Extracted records

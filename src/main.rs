use std::sync::Arc;

use anyhow::Context;
use ecocompute::config::ProviderConfig;
use ecocompute::device::{self, ManualPower, PowerSource};
use ecocompute::jobs::{JobBoard, JobInput, JobStatus, NewJob, progress};
use ecocompute::provider::{Session, SessionStats};
use ecocompute::store::{BlobStore, JobStore, LibSqlBlobStore};
use tracing_subscriber::EnvFilter;

#[tokio::main]
async fn main() -> anyhow::Result<()> {
    // Keep the guard alive so buffered file output is flushed on exit
    let _log_guard = init_tracing();

    let config = ProviderConfig::from_env().context("invalid configuration")?;

    eprintln!("EcoCompute v{}", env!("CARGO_PKG_VERSION"));
    eprintln!("   Database: {}", config.db_path.display());
    eprintln!("   Units: {}", config.pool_size);
    eprintln!(
        "   Tick: {}ms, timeout: {}ms, max attempts: {}",
        config.dispatch_interval.as_millis(),
        config.task_timeout.as_millis(),
        config.max_attempts
    );
    eprintln!("   Dispatch mode: {:?}", config.dispatch_mode);

    // ── Store ────────────────────────────────────────────────────────────
    let blobs: Arc<dyn BlobStore> = Arc::new(
        LibSqlBlobStore::new_local(&config.db_path)
            .await
            .with_context(|| format!("failed to open store at {}", config.db_path.display()))?,
    );
    let store = JobStore::new(Arc::clone(&blobs));

    let device_id = device::load_or_create_device_id(blobs.as_ref())
        .await
        .context("failed to load device identifier")?;
    eprintln!("   Device: {}", device_id);

    // ── Demo job ─────────────────────────────────────────────────────────
    let board = JobBoard::new(store.clone(), config.max_attempts);
    if env_flag("ECOCOMPUTE_SEED_DEMO") {
        let job = board.submit(demo_matrix_job()).await?;
        eprintln!("   Seeded demo job {} ({} microtasks)", job.id, job.microtasks.len());
    }

    // ── Sharing session ──────────────────────────────────────────────────
    let power: Arc<dyn PowerSource> = ManualPower::unknown();
    let session = Session::start(&config, store, device_id, power);
    let mut stats = session.stats();

    eprintln!("   Sharing. Press Ctrl-C to stop.\n");

    loop {
        tokio::select! {
            _ = tokio::signal::ctrl_c() => break,
            changed = stats.changed() => {
                if changed.is_err() {
                    break;
                }
                let snapshot: SessionStats = stats.borrow_and_update().clone();
                tracing::debug!(
                    assigned = snapshot.assigned_to_me,
                    running = snapshot.running,
                    processed = snapshot.processed,
                    "Session stats"
                );
            }
        }
    }

    session.stop().await;

    for job in board.list().await {
        let p = progress(&job);
        eprintln!(
            "{} [{}] {}/{} ({}%){}",
            job.title,
            job.status,
            p.completed,
            p.total,
            p.percent(),
            if job.status == JobStatus::Completed { " done" } else { "" }
        );
        if let Some(matrix_c) = job.final_result.as_ref().and_then(|r| r.matrix_c.as_ref()) {
            eprintln!("   C = {:?}", matrix_c);
        }
    }

    Ok(())
}

fn init_tracing() -> Option<tracing_appender::non_blocking::WorkerGuard> {
    let filter = EnvFilter::try_from_default_env().unwrap_or_else(|_| EnvFilter::new("info"));

    match std::env::var("ECOCOMPUTE_LOG_DIR") {
        Ok(dir) if !dir.trim().is_empty() => {
            let appender = tracing_appender::rolling::daily(dir, "ecocompute.log");
            let (writer, guard) = tracing_appender::non_blocking(appender);
            tracing_subscriber::fmt()
                .with_env_filter(filter)
                .with_target(false)
                .with_ansi(false)
                .with_writer(writer)
                .init();
            Some(guard)
        }
        _ => {
            tracing_subscriber::fmt()
                .with_env_filter(filter)
                .with_target(false)
                .init();
            None
        }
    }
}

fn env_flag(key: &str) -> bool {
    std::env::var(key)
        .map(|v| matches!(v.trim().to_ascii_lowercase().as_str(), "1" | "true" | "yes"))
        .unwrap_or(false)
}

/// 4x3 times 3x2, one microtask per row of A.
fn demo_matrix_job() -> NewJob {
    NewJob {
        title: "Demo matrix multiply".to_string(),
        description: "Row-wise A x B".to_string(),
        job_type: "matrix".to_string(),
        chunk_size: 1,
        redundancy: 1,
        priority: None,
        budget: None,
        input: JobInput::Matrix {
            a: vec![
                vec![1.0, 2.0, 3.0],
                vec![4.0, 5.0, 6.0],
                vec![7.0, 8.0, 9.0],
                vec![2.0, 3.0, 4.0],
            ],
            b: vec![vec![7.0, 8.0], vec![9.0, 10.0], vec![11.0, 12.0]],
        },
    }
}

DIRECTIONS FOR THIS TASK:
Check each line in the records above for the word "ManualPower". Return those that have it.

FINAL ANSWER:
use ecocompute::device::{self, ManualPower, PowerSource};
    let power: Arc<dyn PowerSource> = ManualPower::unknown();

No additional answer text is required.